Che la biodiversità racchiuda le risorse per salvare il genere umano, permettendo ai ricercatori di realizzare nuove varietà resilienti per produrre di più, ormai è abbastanza evidente.
La ricerca in campo vegetale è sempre più orientata a studiare le così dette tipologie selvatiche per cercare tratti genetici che possano migliorare le varietà moderne e conferire a queste vari caratteri che le completino e le adattino alle esigenze attuali.
Una specie particolarmente sotto i riflettori è il frumento tenero, per motivi facilmente comprensibili: è la coltura più diffusa nel mondo e insieme al riso fornisce più del 50% delle calorie assunte dal genere umano.
Le attuali varietà a disposizione degli agricoltori sono molto migliorate negli ultimi 50-60 anni, in termini di produttività, di qualità panificatoria, di tolleranza a vari patogeni, ma non basta.
Oggi le produzioni di frumento, in molte aree del mondo inclusa l’Europa, sono minacciate o quanto meno limitate dagli anomali andamenti climatici che si registrano da una trentina d’anni. La ricerca nell’ultimo mezzo secolo ha inseguito, e in buona parte raggiunto, i vari obiettivi sopra indicati, ma in questo lavoro di selezione il patrimonio genetico del frumento ha perso altre caratteristiche, in particolare quelle legate alla rusticità delle piante, di cui oggi si sente la mancanza.
Ora l’obiettivo sta diventando “more crop per drop“, cioè ottimizzare l’utilizzo delle risorse idriche, messo in difficoltà dall’aumento delle temperature e dalla contemporanea irregolarità delle precipitazioni.
Va in questo senso un interessante lavoro realizzato da ricercatori della University of Nebraska-Lincoln, pubblicato sul Plant Biotechnology Journal.
Il gruppo di lavoro ha inserito in una varietà attuale un gene proveniente da un frumento selvatico, ottenendo una migliore tolleranza alla siccità, grazie ad un potenziamento dell’apparato radicale.
Non solo: le piante migliorate presentano chicchi più grossi anche quando non vi sono condizioni siccitose, e questo ha sorpreso positivamente i ricercatori. In pratica, il miglioramento della resistenza alla siccità sembra non comportare aspetti negativi in altri caratteri, anzi.

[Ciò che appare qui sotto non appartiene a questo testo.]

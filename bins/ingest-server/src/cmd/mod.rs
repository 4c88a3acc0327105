pub mod enrich;
pub mod run;
pub mod validate;
use std::future::Future;
use std::path::Path;
use std::pin::Pin;
use std::sync::atomic::{AtomicU64, Ordering};

use serde::Deserialize;
use tokio::io::{AsyncWrite, AsyncWriteExt, BufWriter};
use tokio::sync::Mutex;

use ingest_api::{ConnectorError, EnrichedRecord, RecordSink};

fn default_path() -> String {
    "-".into()
}
fn default_append() -> bool {
    true
}

#[derive(Debug, Clone, PartialEq, Deserialize)]
pub struct FileSinkConfig {
    /// Output file. `-` = stdout.
    #[serde(default = "default_path")]
    pub path: String,
    /// Append to an existing file instead of truncating it.
    #[serde(default = "default_append")]
    pub append: bool,
}

impl Default for FileSinkConfig {
    fn default() -> Self {
        Self {
            path: default_path(),
            append: default_append(),
        }
    }
}

/// Line-delimited sink. Records already carry their newline, so they are
/// written verbatim.
pub struct FileSink {
    writer: Mutex<BufWriter<Box<dyn AsyncWrite + Unpin + Send>>>,
    label: String,
    written: AtomicU64,
}

impl FileSink {
    pub async fn open(config: &FileSinkConfig) -> Result<Self, ConnectorError> {
        if config.path == "-" {
            return Ok(Self::from_writer(tokio::io::stdout(), "file:stdout".into()));
        }

        let path = Path::new(&config.path);
        if let Some(parent) = path.parent().filter(|p| !p.as_os_str().is_empty()) {
            tokio::fs::create_dir_all(parent)
                .await
                .map_err(|e| ConnectorError::io(format!("mkdir {}: {e}", parent.display())))?;
        }

        let file = tokio::fs::OpenOptions::new()
            .create(true)
            .write(true)
            .append(config.append)
            .truncate(!config.append)
            .open(path)
            .await
            .map_err(|e| ConnectorError::io(format!("open {}: {e}", config.path)))?;

        tracing::info!(path = %config.path, append = config.append, "file sink opened");
        Ok(Self::from_writer(file, format!("file:{}", config.path)))
    }

    pub fn from_writer<W>(writer: W, label: String) -> Self
    where
        W: AsyncWrite + Unpin + Send + 'static,
    {
        let writer: Box<dyn AsyncWrite + Unpin + Send> = Box::new(writer);
        Self {
            writer: Mutex::new(BufWriter::new(writer)),
            label,
            written: AtomicU64::new(0),
        }
    }

    /// Records accepted so far.
    pub fn written(&self) -> u64 {
        self.written.load(Ordering::Relaxed)
    }
}

impl RecordSink for FileSink {
    fn send(
        &self,
        record: EnrichedRecord,
    ) -> Pin<Box<dyn Future<Output = Result<(), ConnectorError>> + Send + '_>> {
        Box::pin(async move {
            let mut writer = self.writer.lock().await;
            writer
                .write_all(record.as_bytes())
                .await
                .map_err(|e| ConnectorError::io(format!("{}: write: {e}", self.label)))?;
            self.written.fetch_add(1, Ordering::Relaxed);
            Ok(())
        })
    }

    fn flush(&self) -> Pin<Box<dyn Future<Output = Result<(), ConnectorError>> + Send + '_>> {
        Box::pin(async move {
            let mut writer = self.writer.lock().await;
            writer
                .flush()
                .await
                .map_err(|e| ConnectorError::io(format!("{}: flush: {e}", self.label)))?;
            tracing::debug!(sink = %self.label, written = self.written(), "flushed");
            Ok(())
        })
    }

    fn describe(&self) -> String {
        self.label.clone()
    }
}

#[cfg(test)]
mod tests {
    use super::*;

    fn record(line: &str) -> EnrichedRecord {
        EnrichedRecord::new(line.to_string())
    }

    #[tokio::test]
    async fn writes_lines_verbatim() {
        let dir = tempfile::tempdir().unwrap();
        let path = dir.path().join("out/records.jsonl");
        let config = FileSinkConfig {
            path: path.display().to_string(),
            append: true,
        };

        let sink = FileSink::open(&config).await.unwrap();
        sink.send(record("{\"a\":1}")).await.unwrap();
        sink.send(record("{\"b\":2}\n")).await.unwrap();
        sink.flush().await.unwrap();
        assert_eq!(sink.written(), 2);

        let content = std::fs::read_to_string(&path).unwrap();
        assert_eq!(content, "{\"a\":1}\n{\"b\":2}\n");
    }

    #[tokio::test]
    async fn append_and_truncate() {
        let dir = tempfile::tempdir().unwrap();
        let path = dir.path().join("records.jsonl");
        std::fs::write(&path, "existing\n").unwrap();

        let config = FileSinkConfig {
            path: path.display().to_string(),
            append: true,
        };
        let sink = FileSink::open(&config).await.unwrap();
        sink.send(record("new")).await.unwrap();
        sink.flush().await.unwrap();
        assert_eq!(std::fs::read_to_string(&path).unwrap(), "existing\nnew\n");

        let config = FileSinkConfig {
            append: false,
            ..config
        };
        let sink = FileSink::open(&config).await.unwrap();
        sink.send(record("fresh")).await.unwrap();
        sink.flush().await.unwrap();
        assert_eq!(std::fs::read_to_string(&path).unwrap(), "fresh\n");
    }
}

Questo tipo di interventi ha un limite, che è il tempo necessario per arrivare al risultato. Le tecniche tradizionali prevedono tempi non inferiori a 8-10 anni per costituire una nuova varietà, con conseguenti costi piuttosto levati, quantificabili nel 15-20% del fatturato delle aziende sementiere.
Oggi la possibilità di accorciare enormemente i tempi c’è e sarebbe a disposizione di tutti: si chiama genome editing.
Per togliere il condizionale serve la volontà politica dell’Unione Europea, in questo senso molto conservatrice, al limite dell’oscurantismo.
Il futuro dell’agricoltura ha bisogno di scienza e la ricerca vegetale pubblica e privata è unita in questa battaglia.